Why is this collaboration so important?
We built this (network) with COVID, but we also built it for the future. Right now in New York State, local health departments are using the data we produce–particularly the sequencing data to track variants–but also the hospitalization forecasting that we provide them. Our aim is to provide the local health departments and the public with robust understanding of COVID-19 risk.
At the same time, COVID is not the only infectious disease, and there’s always potential for what we call ‘Disease X,’ which is the next emerging infection. It could be another coronavirus, it could be an avian influenza, it could be something we’re not thinking about right now. The goal is to make this system ready and prepared to empower the public health response to whatever comes in the future.

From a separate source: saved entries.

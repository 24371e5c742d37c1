#![cfg(feature = "database")]

use chrono::Utc;
use serde_json::json;
use smartevents_core::WorkError;
use smartevents_core::model::{
    Action, Bridge, ConnectorEntity, ConnectorType, ManagedResourceStatus, OwnerId,
    Processor, ProcessorType, WorkItem,
};
use smartevents_core::resources::{PostgresResourceRepository, ResourceRepository};
use smartevents_core::work::{PostgresWorkRepository, WorkRepository};
use sqlx::PgPool;

async fn ledger(pool: &PgPool) -> PostgresWorkRepository {
    PostgresWorkRepository::new(pool.clone())
        .await
        .expect("work ledger")
}

#[sqlx::test(migrator = "smartevents_core::MIGRATOR")]
#[ignore = "requires DATABASE_URL"]
async fn persist_bumps_version_and_rejects_stale_writes(pool: PgPool) {
    let ledger = ledger(&pool).await;
    let bridge = Bridge::new("orders", "customer-1", "shard-a");

    let inserted = ledger
        .persist(WorkItem::for_resource(&bridge, OwnerId::new("manager-a")))
        .await
        .expect("insert");

    let mut attempt = inserted.clone();
    attempt.attempts += 1;
    attempt.modified_at = Utc::now();
    let updated = ledger.persist(attempt).await.expect("update");
    assert_eq!(updated.attempts, 1);
    assert_eq!(updated.version, inserted.version + 1);

    // A writer still holding the old version loses.
    let err = ledger.persist(inserted).await.expect_err("stale write");
    assert!(matches!(err, WorkError::Conflict(_)));

    let stored = ledger
        .find_by_resource_id(bridge.id)
        .await
        .expect("lookup")
        .expect("stored");
    assert_eq!(stored.version, updated.version);
}

#[sqlx::test(migrator = "smartevents_core::MIGRATOR")]
#[ignore = "requires DATABASE_URL"]
async fn one_work_item_per_resource(pool: PgPool) {
    let ledger = ledger(&pool).await;
    let bridge = Bridge::new("orders", "customer-1", "shard-a");

    ledger
        .persist(WorkItem::for_resource(&bridge, OwnerId::new("manager-a")))
        .await
        .expect("first insert");
    let err = ledger
        .persist(WorkItem::for_resource(&bridge, OwnerId::new("manager-b")))
        .await
        .expect_err("duplicate insert");
    assert!(matches!(err, WorkError::Conflict(_)));
}

#[sqlx::test(migrator = "smartevents_core::MIGRATOR")]
#[ignore = "requires DATABASE_URL"]
async fn reassign_stale_only_claims_old_foreign_rows(pool: PgPool) {
    let ledger = ledger(&pool).await;
    let me = OwnerId::new("manager-a");
    let dead = OwnerId::new("manager-dead");

    let mut stale = WorkItem::for_resource(&Bridge::new("a", "c", "s"), dead.clone());
    stale.modified_at = Utc::now() - chrono::Duration::minutes(10);
    let stale = ledger.persist(stale).await.expect("stale");

    let fresh = ledger
        .persist(WorkItem::for_resource(&Bridge::new("b", "c", "s"), dead.clone()))
        .await
        .expect("fresh");

    let mut own = WorkItem::for_resource(&Bridge::new("c", "c", "s"), me.clone());
    own.modified_at = Utc::now() - chrono::Duration::minutes(10);
    ledger.persist(own).await.expect("own");

    let cutoff = Utc::now() - chrono::Duration::minutes(5);
    assert_eq!(ledger.reassign_stale(&me, cutoff).await.expect("reassign"), 1);

    let claimed = ledger.find_by_id(stale.id).await.expect("lookup").expect("row");
    assert_eq!(claimed.owner_id, me);
    assert!(claimed.modified_at > cutoff);
    assert_eq!(claimed.version, stale.version + 1);

    let untouched = ledger.find_by_id(fresh.id).await.expect("lookup").expect("row");
    assert_eq!(untouched.owner_id, dead);

    assert_eq!(ledger.find_by_owner_id(&me).await.expect("owned").len(), 2);
    assert!(ledger.delete_by_id(stale.id).await.expect("delete"));
    assert!(!ledger.delete_by_id(stale.id).await.expect("delete again"));
}

#[sqlx::test(migrator = "smartevents_core::MIGRATOR")]
#[ignore = "requires DATABASE_URL"]
async fn resources_round_trip_through_postgres(pool: PgPool) {
    let resources = PostgresResourceRepository::new(pool);
    let bridge = resources
        .persist_bridge(
            Bridge::new("orders", "customer-1", "shard-a")
                .with_error_handler(Action::new("webhook", json!({"endpoint": "x"}))),
        )
        .await
        .expect("bridge");
    assert!(bridge.modified_at.is_some());

    let handler = resources
        .persist_processor(Processor::new(
            &bridge,
            "handler",
            ProcessorType::ErrorHandler,
            json!({}),
        ))
        .await
        .expect("processor");
    let mut sink = Processor::new(&bridge, "sink", ProcessorType::Sink, json!({}));
    sink.status = ManagedResourceStatus::Ready;
    let sink = resources.persist_processor(sink).await.expect("processor");

    let connector = resources
        .persist_connector(ConnectorEntity::new(
            &sink,
            ConnectorType::Sink,
            "ob-topic",
            json!({"channel": "alerts"}),
        ))
        .await
        .expect("connector");

    let loaded = resources
        .find_bridge(bridge.id)
        .await
        .expect("lookup")
        .expect("bridge");
    assert_eq!(loaded.error_handler(), bridge.error_handler());

    let hidden = resources
        .find_hidden_processors(bridge.id)
        .await
        .expect("hidden");
    assert_eq!(hidden.len(), 1);
    assert_eq!(hidden[0].id, handler.id);

    let by_processor = resources
        .find_connector_by_processor(sink.id)
        .await
        .expect("lookup")
        .expect("connector");
    assert_eq!(by_processor.id, connector.id);
    assert_eq!(by_processor.definition, json!({"channel": "alerts"}));

    let on_shard = resources
        .find_processors_by_shard("shard-a")
        .await
        .expect("shard");
    assert_eq!(on_shard.len(), 2);

    // The connector keeps its processor alive.
    let err = resources
        .delete_processor(sink.id)
        .await
        .expect_err("processor still referenced");
    assert!(matches!(err, WorkError::Conflict(_)));

    assert!(resources.delete_connector(connector.id).await.expect("delete"));
    assert!(resources.delete_processor(sink.id).await.expect("delete"));
    assert!(resources.delete_processor(handler.id).await.expect("delete"));
    assert!(resources.delete_bridge(bridge.id).await.expect("delete"));
    assert!(resources.find_bridge(bridge.id).await.expect("lookup").is_none());
}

In New York State, we supported the polio response in 2022 and made a huge impact on understanding how many people were at risk of polio. We are piloting influenza, RSV, Hepatitis A, Norovirus, and Antimicrobial Resistance (which occurs when a virus doesn’t respond to medicine). Antimicrobial Resistance is a looming public health threat and could be very impactful. We do support the COVID response, but that’s the tip of the iceberg of where we hope the wastewater surveillance network goes.
The idea here is that perhaps most, if not all, infectious diseases can be surveilled or found in wastewater. Beyond that, drugs and environmental toxicants and pollutions and other measures of non-communicable diseases can be measured. How do we build this system to make the world a better place?
What motivates you to do this?
This came about because I wanted to safely open my kids’ schools. I wanted to get back to normal. When COVID hit, we shut down and I supported the response–I still support the response we had–but it was a response made without local understanding of risk.
Infectious diseases are local. You have travelers that take them from community to community, but you can have little enclaves of safe places. We had one at Syracuse University in the fall of 2020. It was safe from COVID because of the aggressive public health measures and the aggressive infectious disease surveillance we were doing with wastewater and testing.
Could we have a situation where infectious disease is threatening, but we have these little pockets of freedom? And that’s informed a lot of my work: How do we live a free life in a world affected by infectious disease? The way to do that, in my view, is to fight these diseases so they’re no longer a threat and then you have to be able to confirm that they’re not affecting people. That’s where infectious disease surveillance comes in.
Vaccinations are down, and a new COVID variant is on the rise. What’s your message to people as we approach the four-year anniversary of COVID?
People associate COVID with public health restrictions: masks, closed restaurants, closed schools, quarantine, isolation. But at its best, public health is empowering. Freedom from polio, the ability to drink tap water, the trust we have in our food system, the long-term health care as we get older. That is public health. And if we are on the front foot–if we prevent the disease–then we can avoid the restrictions that happen. The shutdowns are a last resort when we have overflowing morgues and overflowing hospitals and it’s a panic button. It was the last resort and that’s the situation we found ourselves in.
Real public health is, how do we build a system so we don’t get into that position again? Vaccines are part of that toolkit; clean air, air filtration, environmental adjustments are also part of that toolkit and infectious disease surveillance is definitely part of that toolkit.